L’acte de lecture est un acte fort de création, qui sollicite immédiatement et sans désemparer, l’imaginaire, le rêve,… Alors que le jeu multimédia, à l’instar de la télévision, ouvre sur un espace virtuel préformaté. Cet acte de création individuelle est un acte de liberté. Georges Steiner, dans sa conférence à l’ULB (Bruxelles, le 8 novembre 2004) positionne la liberté créative du lecteur contre la servitude de la reproduction stérile des langages formatés. Mais il est clair que cet espace individuel de liberté peut être ressenti comme risqué (par les sujets), comme dangereux (par le politique). Le trop célèbre et grotesque épisode dit « de la Princesse de Clèves » n’en est qu’une nouvelle illustration.
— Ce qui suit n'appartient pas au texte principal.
use std::cmp::Reverse;
use std::collections::BinaryHeap;

use chrono::NaiveDateTime;
use uuid::Uuid;

use crate::core::task::Task;

/// A reminder whose fire-time has passed.
#[derive(Debug, Clone, PartialEq, Eq)]
pub struct DueReminder {
    pub task_id: Uuid,
    pub text: String,
    pub at: NaiveDateTime,
}

#[derive(Debug, Clone, PartialEq, Eq, PartialOrd, Ord)]
struct Entry {
    at: NaiveDateTime,
    task_id: Uuid,
    text: String,
}

/// Pending reminder deadlines, soonest first.
///
/// The schedule is rebuilt from scratch on every [`resync`]: entries for
/// tasks that were completed, deleted, or re-dated simply do not survive the
/// rebuild, which is the sole cancellation mechanism. One driving timer in
/// the frontend sleeps until [`next_deadline`] and then calls [`pop_due`].
/// Time is always passed in, so tests never sleep.
///
/// [`resync`]: ReminderSchedule::resync
/// [`next_deadline`]: ReminderSchedule::next_deadline
/// [`pop_due`]: ReminderSchedule::pop_due
#[derive(Debug, Default)]
pub struct ReminderSchedule {
    pending: BinaryHeap<Reverse<Entry>>,
}

impl ReminderSchedule {
    pub fn new() -> Self {
        Self::default()
    }

    /// Recompute eligibility for the whole list: one entry per incomplete
    /// task whose reminder lies strictly in the future.
    pub fn resync(&mut self, tasks: &[Task], now: NaiveDateTime) {
        self.pending.clear();
        for task in tasks {
            if !task.reminder_pending(now) {
                continue;
            }
            let Some(at) = task.reminder else { continue };
            self.pending.push(Reverse(Entry {
                at,
                task_id: task.id,
                text: task.text.clone(),
            }));
        }
        log::debug!("Reminder resync: {} pending", self.pending.len());
    }

    /// Soonest pending fire-time, if any.
    pub fn next_deadline(&self) -> Option<NaiveDateTime> {
        self.pending.peek().map(|Reverse(entry)| entry.at)
    }

    /// Remove and return every entry due at or before `now`.
    pub fn pop_due(&mut self, now: NaiveDateTime) -> Vec<DueReminder> {
        let mut due = Vec::new();
        while self
            .pending
            .peek()
            .is_some_and(|Reverse(entry)| entry.at <= now)
        {
            if let Some(Reverse(entry)) = self.pending.pop() {
                due.push(DueReminder {
                    task_id: entry.task_id,
                    text: entry.text,
                    at: entry.at,
                });
            }
        }
        due
    }

    pub fn pending_count(&self) -> usize {
        self.pending.len()
    }
}

#[cfg(test)]
mod tests {
    use super::*;
    use chrono::NaiveDate;

    fn at(hour: u32, min: u32) -> NaiveDateTime {
        NaiveDate::from_ymd_opt(2026, 8, 6)
            .unwrap()
            .and_hms_opt(hour, min, 0)
            .unwrap()
    }

    fn with_reminder(text: &str, reminder: NaiveDateTime) -> Task {
        let mut task = Task::new(text);
        task.reminder = Some(reminder);
        task
    }

    #[test]
    fn resync_skips_completed_past_and_unset() {
        let now = at(12, 0);

        let future = with_reminder("future", at(13, 0));
        let past = with_reminder("past", at(11, 0));
        let mut done = with_reminder("done", at(13, 0));
        done.completed = true;
        let none = Task::new("no reminder");

        let mut schedule = ReminderSchedule::new();
        schedule.resync(&[future, past, done, none], now);

        assert_eq!(schedule.pending_count(), 1);
        assert_eq!(schedule.next_deadline(), Some(at(13, 0)));
    }

    #[test]
    fn pop_due_fires_exactly_once() {
        let now = at(12, 0);
        let task = with_reminder("ping", at(12, 5));

        let mut schedule = ReminderSchedule::new();
        schedule.resync(std::slice::from_ref(&task), now);

        // Not yet due.
        assert!(schedule.pop_due(at(12, 4)).is_empty());

        let due = schedule.pop_due(at(12, 5));
        assert_eq!(due.len(), 1);
        assert_eq!(due[0].task_id, task.id);
        assert_eq!(due[0].text, "ping");

        // Already popped; nothing fires twice.
        assert!(schedule.pop_due(at(23, 59)).is_empty());
    }

    #[test]
    fn pop_due_returns_soonest_first() {
        let a = with_reminder("later", at(14, 0));
        let b = with_reminder("sooner", at(13, 0));

        let mut schedule = ReminderSchedule::new();
        schedule.resync(&[a, b], at(12, 0));

        let due = schedule.pop_due(at(15, 0));
        assert_eq!(due.len(), 2);
        assert_eq!(due[0].text, "sooner");
        assert_eq!(due[1].text, "later");
    }

    #[test]
    fn resync_drops_entries_for_removed_or_completed_tasks() {
        let now = at(12, 0);
        let mut task = with_reminder("ping", at(12, 5));

        let mut schedule = ReminderSchedule::new();
        schedule.resync(std::slice::from_ref(&task), now);
        assert_eq!(schedule.pending_count(), 1);

        // Completed before the fire-time: the rebuild cancels it.
        task.completed = true;
        schedule.resync(std::slice::from_ref(&task), now);
        assert!(schedule.pop_due(at(12, 5)).is_empty());

        // Deleted before the fire-time: same story.
        schedule.resync(&[], now);
        assert_eq!(schedule.pending_count(), 0);
        assert!(schedule.pop_due(at(23, 59)).is_empty());
    }

    #[test]
    fn resync_picks_up_changed_reminder() {
        let now = at(12, 0);
        let mut task = with_reminder("ping", at(12, 5));

        let mut schedule = ReminderSchedule::new();
        schedule.resync(std::slice::from_ref(&task), now);

        task.reminder = Some(at(18, 0));
        schedule.resync(std::slice::from_ref(&task), now);

        assert!(schedule.pop_due(at(12, 5)).is_empty());
        assert_eq!(schedule.next_deadline(), Some(at(18, 0)));
    }
}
Michèle PETIT, dans son très bel Eloge de la lecture  [La construction de soi], 2002, l’exprime en d’autres mots:

Nous avons besoin du lointain. Quand nous grandissons dans des univers confinés, ces fugues peuvent être vitales. Et pour tout un chacun, elles étayent l’élaboration de l’intériorité et la possibilité même de la pensée. Comme disait Montaigne, « nous pensons toujours ailleurs ». L’agrandissement de l’espace extérieur permet un agrandissement de l’espace intérieur. Sans cette rêverie qui est fuite du proche, dans des ailleurs illimités dont la destination est incertaine, il n’est pas de pensée.

Être des praticiens

(…) Il nous vient alors l’idée sombre, exagérée certainement, que – malgré les années nombreuses à creuser notre sillon, faire des découvertes et entretenir des fidélités – personne ne nous attend.  C’est certes désolant pour le commerce, mais combien réjouissant pour l’esprit: quelle liberté ! Nulle commande à honorer, nulle contrainte extérieure à observer, nulle mission à remplir, seulement le plaisir de transmettre, des textes, des œuvres, en véritables amateurs. Voilà une tâche qui ne peut guère peser ni lasser, si l’on met de côté les dures questions d’économie. Personne ne nous attend: raison de plus pour poursuivre. Mettons de côté et poursuivons.

Prospectus des éditions Le Temps qu’il fait, n°55 (2005)

A transposer dans toute pratique amateur, la formulation: « personne ne nous attend » (que nous mêmes) – « nulle mission à remplir » (sauf celle que nous nous donnons à nous-mêmes). Ce qui ne veut pas dire: rien, mais ce qui donne la mesure de l’exigence, pour autant qu’on en ait pour soi-même.